- Saved entries
_ _ _ _ _ _ _
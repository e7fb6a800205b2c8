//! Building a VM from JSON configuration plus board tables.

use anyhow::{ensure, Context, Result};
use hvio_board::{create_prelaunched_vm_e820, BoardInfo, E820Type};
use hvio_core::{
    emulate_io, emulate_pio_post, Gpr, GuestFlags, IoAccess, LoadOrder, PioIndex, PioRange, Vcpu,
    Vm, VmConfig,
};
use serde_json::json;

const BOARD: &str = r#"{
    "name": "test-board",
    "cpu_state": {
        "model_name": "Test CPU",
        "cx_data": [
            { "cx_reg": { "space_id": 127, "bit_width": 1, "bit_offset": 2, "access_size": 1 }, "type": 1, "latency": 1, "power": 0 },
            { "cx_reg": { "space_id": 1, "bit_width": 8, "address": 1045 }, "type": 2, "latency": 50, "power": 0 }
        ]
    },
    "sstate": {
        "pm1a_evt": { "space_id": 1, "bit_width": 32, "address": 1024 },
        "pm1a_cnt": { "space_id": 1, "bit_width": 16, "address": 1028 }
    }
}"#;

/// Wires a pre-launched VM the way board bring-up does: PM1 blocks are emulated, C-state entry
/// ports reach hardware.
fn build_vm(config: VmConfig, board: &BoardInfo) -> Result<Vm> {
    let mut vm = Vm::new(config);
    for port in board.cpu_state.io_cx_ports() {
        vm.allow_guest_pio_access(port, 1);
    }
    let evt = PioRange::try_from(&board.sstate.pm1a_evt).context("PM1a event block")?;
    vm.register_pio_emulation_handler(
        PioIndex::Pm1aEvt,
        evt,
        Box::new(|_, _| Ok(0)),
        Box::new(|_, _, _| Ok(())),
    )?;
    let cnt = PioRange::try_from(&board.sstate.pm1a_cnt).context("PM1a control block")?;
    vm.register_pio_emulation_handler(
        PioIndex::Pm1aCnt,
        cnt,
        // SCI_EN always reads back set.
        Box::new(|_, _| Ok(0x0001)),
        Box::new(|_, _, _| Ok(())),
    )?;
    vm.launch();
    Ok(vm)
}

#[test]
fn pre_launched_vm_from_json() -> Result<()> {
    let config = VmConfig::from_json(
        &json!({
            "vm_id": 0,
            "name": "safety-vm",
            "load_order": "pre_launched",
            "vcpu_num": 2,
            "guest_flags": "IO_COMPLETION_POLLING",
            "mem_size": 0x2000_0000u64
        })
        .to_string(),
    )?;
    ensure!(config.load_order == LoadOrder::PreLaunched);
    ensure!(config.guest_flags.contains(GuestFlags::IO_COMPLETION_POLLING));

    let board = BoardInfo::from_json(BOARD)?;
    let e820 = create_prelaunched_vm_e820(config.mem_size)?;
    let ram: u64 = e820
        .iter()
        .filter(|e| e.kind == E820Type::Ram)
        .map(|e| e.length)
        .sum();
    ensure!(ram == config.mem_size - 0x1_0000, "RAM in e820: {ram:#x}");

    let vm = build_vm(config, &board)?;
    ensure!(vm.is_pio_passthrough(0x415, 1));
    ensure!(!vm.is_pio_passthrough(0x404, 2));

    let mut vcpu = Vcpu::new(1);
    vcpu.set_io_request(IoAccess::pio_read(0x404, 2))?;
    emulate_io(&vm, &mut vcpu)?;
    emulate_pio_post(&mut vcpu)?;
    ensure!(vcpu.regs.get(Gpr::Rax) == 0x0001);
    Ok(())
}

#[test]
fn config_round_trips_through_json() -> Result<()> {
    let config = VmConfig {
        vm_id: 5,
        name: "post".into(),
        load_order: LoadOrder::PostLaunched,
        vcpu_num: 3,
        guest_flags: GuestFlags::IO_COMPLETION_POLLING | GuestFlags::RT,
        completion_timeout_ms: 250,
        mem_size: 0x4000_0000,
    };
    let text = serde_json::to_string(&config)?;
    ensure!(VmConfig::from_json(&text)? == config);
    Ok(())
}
_ _ _ _ _ _ _
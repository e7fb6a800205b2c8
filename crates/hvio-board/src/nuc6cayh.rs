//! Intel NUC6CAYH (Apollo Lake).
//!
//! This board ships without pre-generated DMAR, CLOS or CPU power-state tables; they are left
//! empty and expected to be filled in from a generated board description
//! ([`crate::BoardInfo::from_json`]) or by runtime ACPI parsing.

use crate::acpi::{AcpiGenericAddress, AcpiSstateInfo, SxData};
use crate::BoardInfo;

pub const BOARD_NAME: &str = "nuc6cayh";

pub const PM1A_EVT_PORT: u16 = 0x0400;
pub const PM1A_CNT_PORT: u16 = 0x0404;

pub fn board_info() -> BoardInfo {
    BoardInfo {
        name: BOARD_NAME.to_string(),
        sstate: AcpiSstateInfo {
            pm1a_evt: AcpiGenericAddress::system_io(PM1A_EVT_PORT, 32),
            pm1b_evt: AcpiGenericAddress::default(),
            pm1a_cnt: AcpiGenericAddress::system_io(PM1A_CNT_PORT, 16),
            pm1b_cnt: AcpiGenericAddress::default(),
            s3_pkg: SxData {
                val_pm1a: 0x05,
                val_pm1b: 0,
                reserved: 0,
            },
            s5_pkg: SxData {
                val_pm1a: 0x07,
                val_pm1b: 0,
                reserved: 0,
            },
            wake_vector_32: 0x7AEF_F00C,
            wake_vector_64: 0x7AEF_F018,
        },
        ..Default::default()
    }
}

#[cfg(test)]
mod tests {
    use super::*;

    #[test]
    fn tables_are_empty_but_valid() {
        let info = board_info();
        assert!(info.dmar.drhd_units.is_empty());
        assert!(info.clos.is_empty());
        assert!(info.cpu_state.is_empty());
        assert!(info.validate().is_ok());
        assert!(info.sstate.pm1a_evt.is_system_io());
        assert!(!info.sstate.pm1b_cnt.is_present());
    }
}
_ _ _ _ _ _ _
- Work order
Your answer should be each line from the entries that includes the string "BoardInfo".

- Task answer
use hvio_board::{create_prelaunched_vm_e820, BoardInfo, E820Type};
fn build_vm(config: VmConfig, board: &BoardInfo) -> Result<Vm> {
    let board = BoardInfo::from_json(BOARD)?;
//! ([`crate::BoardInfo::from_json`]) or by runtime ACPI parsing.
use crate::BoardInfo;
pub fn board_info() -> BoardInfo {
    BoardInfo {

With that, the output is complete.